Saved data entries:
//! Deployment configuration, read from `deployments/<name>/chartship.yaml`.
//!
//! ```yaml
//! images:
//!   registry:
//!     provider: gcloud
//!     gcloud:
//!       project: my-project
//!       service_key: registry-key.json
//!   images:
//!     - name: gcr.io/my-project/user-image
//!       path: images/user
//! cluster:
//!   provider: aws
//!   aws:
//!     project: my-project
//!     cluster: my-cluster
//!     zone: us-west-2
//!     service_key: cluster-key.json
//! ```
//!
//! Parsing happens in two stages: serde reads the raw document, then [`Deployment::from_yaml`]
//! validates it into typed credentials so that nothing downstream ever branches on a provider
//! string.

use std::{
    fmt,
    path::{Component, Path, PathBuf},
};

use serde::Deserialize;

use crate::{
    error::{Error, Result},
    image_name::{self, ImageName},
};

pub const DEPLOYMENTS_DIR: &str = "deployments";
pub const CONFIG_FILE: &str = "chartship.yaml";
pub const SECRETS_DIR: &str = "secrets";
pub const DEFAULT_CHART_PATH: &str = "jupyterhub.singleuser.image";

#[derive(Debug, Clone, Copy, PartialEq, Eq)]
pub enum ProviderKind {
    Gcloud,
    Aws,
}

impl fmt::Display for ProviderKind {
    fn fmt(&self, f: &mut fmt::Formatter<'_>) -> fmt::Result {
        f.write_str(match self {
            ProviderKind::Gcloud => "gcloud",
            ProviderKind::Aws => "aws",
        })
    }
}

#[derive(Debug, Clone, PartialEq, Eq)]
pub struct RegistryParams {
    pub project: String,
    pub service_key: String,
}

#[derive(Debug, Clone, PartialEq, Eq)]
pub enum RegistryCredential {
    Gcloud(RegistryParams),
    Aws(RegistryParams),
}

impl RegistryCredential {
    pub fn provider(&self) -> ProviderKind {
        match self {
            RegistryCredential::Gcloud(_) => ProviderKind::Gcloud,
            RegistryCredential::Aws(_) => ProviderKind::Aws,
        }
    }
}

#[derive(Debug, Clone, PartialEq, Eq)]
pub struct GkeCluster {
    pub project: String,
    pub cluster: String,
    pub zone: String,
    pub service_key: String,
}

#[derive(Debug, Clone, PartialEq, Eq)]
pub struct EksCluster {
    pub project: Option<String>,
    pub cluster: String,
    /// Passed as `--region` when set; otherwise the region comes from the credentials profile.
    pub region: Option<String>,
    pub service_key: String,
}

#[derive(Debug, Clone, PartialEq, Eq)]
pub enum ClusterCredential {
    Gcloud(GkeCluster),
    Aws(EksCluster),
}

impl ClusterCredential {
    pub fn provider(&self) -> ProviderKind {
        match self {
            ClusterCredential::Gcloud(_) => ProviderKind::Gcloud,
            ClusterCredential::Aws(_) => ProviderKind::Aws,
        }
    }
}

#[derive(Debug, Clone, PartialEq, Eq)]
pub struct ImageDefinition {
    pub name: ImageName,
    /// Build context, inside the deployment directory.
    pub context: PathBuf,
    pub tag: Option<String>,
    /// Dotted chart value path that receives `name` and `tag` on deploy.
    pub chart_path: String,
}

#[derive(Debug, Clone)]
pub struct Deployment {
    pub name: String,
    pub dir: PathBuf,
    pub registry: Option<RegistryCredential>,
    pub cluster: Option<ClusterCredential>,
    pub images: Vec<ImageDefinition>,
}

impl Deployment {
    /// Reads `deployments/<name>/chartship.yaml` relative to `root`.
    pub fn load(root: &Path, name: &str) -> Result<Self> {
        let dir = root.join(DEPLOYMENTS_DIR).join(name);
        let path = dir.join(CONFIG_FILE);
        let wrap = |source: Error| Error::Config {
            path: path.clone(),
            source: Box::new(source),
        };
        let contents = std::fs::read_to_string(&path).map_err(|e| wrap(e.into()))?;
        Self::from_yaml(name, dir.clone(), &contents).map_err(wrap)
    }

    pub fn from_yaml(name: &str, dir: PathBuf, yaml: &str) -> Result<Self> {
        let raw: RawConfig = serde_yaml::from_str(yaml)?;
        let raw_images = raw.images.unwrap_or_default();

        let registry = raw_images
            .registry
            .map(|block| registry_credential(block.into_provider("images.registry")?))
            .transpose()?;

        let cluster = raw
            .cluster
            .map(|block| cluster_credential(block.into_provider("cluster")?))
            .transpose()?;

        let images = raw_images
            .images
            .into_iter()
            .enumerate()
            .map(|(index, image)| image.validate(&dir, &format!("images.images[{index}]")))
            .collect::<Result<Vec<_>>>()?;

        Ok(Self {
            name: name.to_owned(),
            dir,
            registry,
            cluster,
            images,
        })
    }

    pub fn secret_path(&self, file: &str) -> PathBuf {
        self.dir.join(SECRETS_DIR).join(file)
    }
}

#[derive(Debug, Default, Deserialize)]
struct RawConfig {
    images: Option<RawImages>,
    cluster: Option<RawProviderBlock<RawClusterParams>>,
}

#[derive(Debug, Default, Deserialize)]
struct RawImages {
    registry: Option<RawProviderBlock<RawRegistryParams>>,
    #[serde(default)]
    images: Vec<RawImage>,
}

#[derive(Debug, Deserialize)]
struct RawProviderBlock<P> {
    provider: Option<String>,
    gcloud: Option<P>,
    aws: Option<P>,
}

impl<P> RawProviderBlock<P> {
    fn into_provider(self, field: &str) -> Result<(ProviderKind, P)> {
        let (kind, params) = match self.provider.as_deref() {
            Some("gcloud") => (ProviderKind::Gcloud, self.gcloud),
            Some("aws") => (ProviderKind::Aws, self.aws),
            Some(other) => {
                return Err(Error::UnknownProvider {
                    field: format!("{field}.provider"),
                    provider: other.to_owned(),
                })
            }
            None => {
                return Err(Error::invalid_config(
                    format!("{field}.provider"),
                    "a provider is required",
                ))
            }
        };
        let params = params.ok_or_else(|| {
            Error::invalid_config(
                format!("{field}.{kind}"),
                format!("parameters for provider {kind} are missing"),
            )
        })?;
        Ok((kind, params))
    }
}

#[derive(Debug, Deserialize)]
struct RawRegistryParams {
    project: Option<String>,
    service_key: Option<String>,
}

impl RawRegistryParams {
    fn validate(self, field: &str) -> Result<RegistryParams> {
        Ok(RegistryParams {
            project: required(self.project, field, "project")?,
            service_key: service_key(self.service_key, field)?,
        })
    }
}

fn registry_credential((kind, raw): (ProviderKind, RawRegistryParams)) -> Result<RegistryCredential> {
    let field = format!("images.registry.{kind}");
    Ok(match kind {
        ProviderKind::Gcloud => RegistryCredential::Gcloud(raw.validate(&field)?),
        ProviderKind::Aws => RegistryCredential::Aws(raw.validate(&field)?),
    })
}

#[derive(Debug, Deserialize)]
struct RawClusterParams {
    project: Option<String>,
    cluster: Option<String>,
    zone: Option<String>,
    service_key: Option<String>,
}

fn cluster_credential((kind, raw): (ProviderKind, RawClusterParams)) -> Result<ClusterCredential> {
    let field = format!("cluster.{kind}");
    Ok(match kind {
        ProviderKind::Gcloud => ClusterCredential::Gcloud(GkeCluster {
            project: required(raw.project, &field, "project")?,
            cluster: required(raw.cluster, &field, "cluster")?,
            zone: required(raw.zone, &field, "zone")?,
            service_key: service_key(raw.service_key, &field)?,
        }),
        ProviderKind::Aws => ClusterCredential::Aws(EksCluster {
            project: raw.project,
            cluster: required(raw.cluster, &field, "cluster")?,
            region: raw.zone,
            service_key: service_key(raw.service_key, &field)?,
        }),
    })
}

#[derive(Debug, Deserialize)]
struct RawImage {
    name: String,
    path: PathBuf,
    tag: Option<String>,
    #[serde(alias = "helm_substitution_path")]
    chart_path: Option<String>,
}

impl RawImage {
    fn validate(self, deployment_dir: &Path, field: &str) -> Result<ImageDefinition> {
        let name = ImageName::parse(&self.name)
            .map_err(|error| Error::invalid_config(format!("{field}.name"), error.to_string()))?;

        if let Some(tag) = self.tag.as_deref() {
            if !image_name::is_valid_tag(tag) {
                return Err(Error::invalid_config(
                    format!("{field}.tag"),
                    format!("{tag:?} is not a valid image tag"),
                ));
            }
        }

        let escapes = self
            .path
            .components()
            .any(|c| !matches!(c, Component::Normal(_) | Component::CurDir));
        if self.path.as_os_str().is_empty() || escapes {
            return Err(Error::invalid_config(
                format!("{field}.path"),
                "expected a relative path inside the deployment directory",
            ));
        }

        Ok(ImageDefinition {
            name,
            context: normalize(&deployment_dir.join(&self.path)),
            tag: self.tag,
            chart_path: self
                .chart_path
                .unwrap_or_else(|| DEFAULT_CHART_PATH.to_owned()),
        })
    }
}

fn required(value: Option<String>, field: &str, key: &str) -> Result<String> {
    match value {
        Some(value) if !value.is_empty() => Ok(value),
        _ => Err(Error::invalid_config(
            format!("{field}.{key}"),
            "a value is required",
        )),
    }
}

fn service_key(value: Option<String>, field: &str) -> Result<String> {
    let value = required(value, field, "service_key")?;
    if Path::new(&value)
        .components()
        .all(|c| matches!(c, Component::Normal(_)))
    {
        Ok(value)
    } else {
        Err(Error::invalid_config(
            format!("{field}.service_key"),
            "expected a file name inside the deployment's secrets directory",
        ))
    }
}

/// Drops `.` components so that paths compare component-wise with `git` output.
pub fn normalize(path: &Path) -> PathBuf {
    path.components()
        .filter(|c| !matches!(c, Component::CurDir))
        .collect()
}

_Work to complete:_ Find out how many lines in the entries above hold "ClusterCredential", then reply with that figure and nothing else.

_Result:_ 8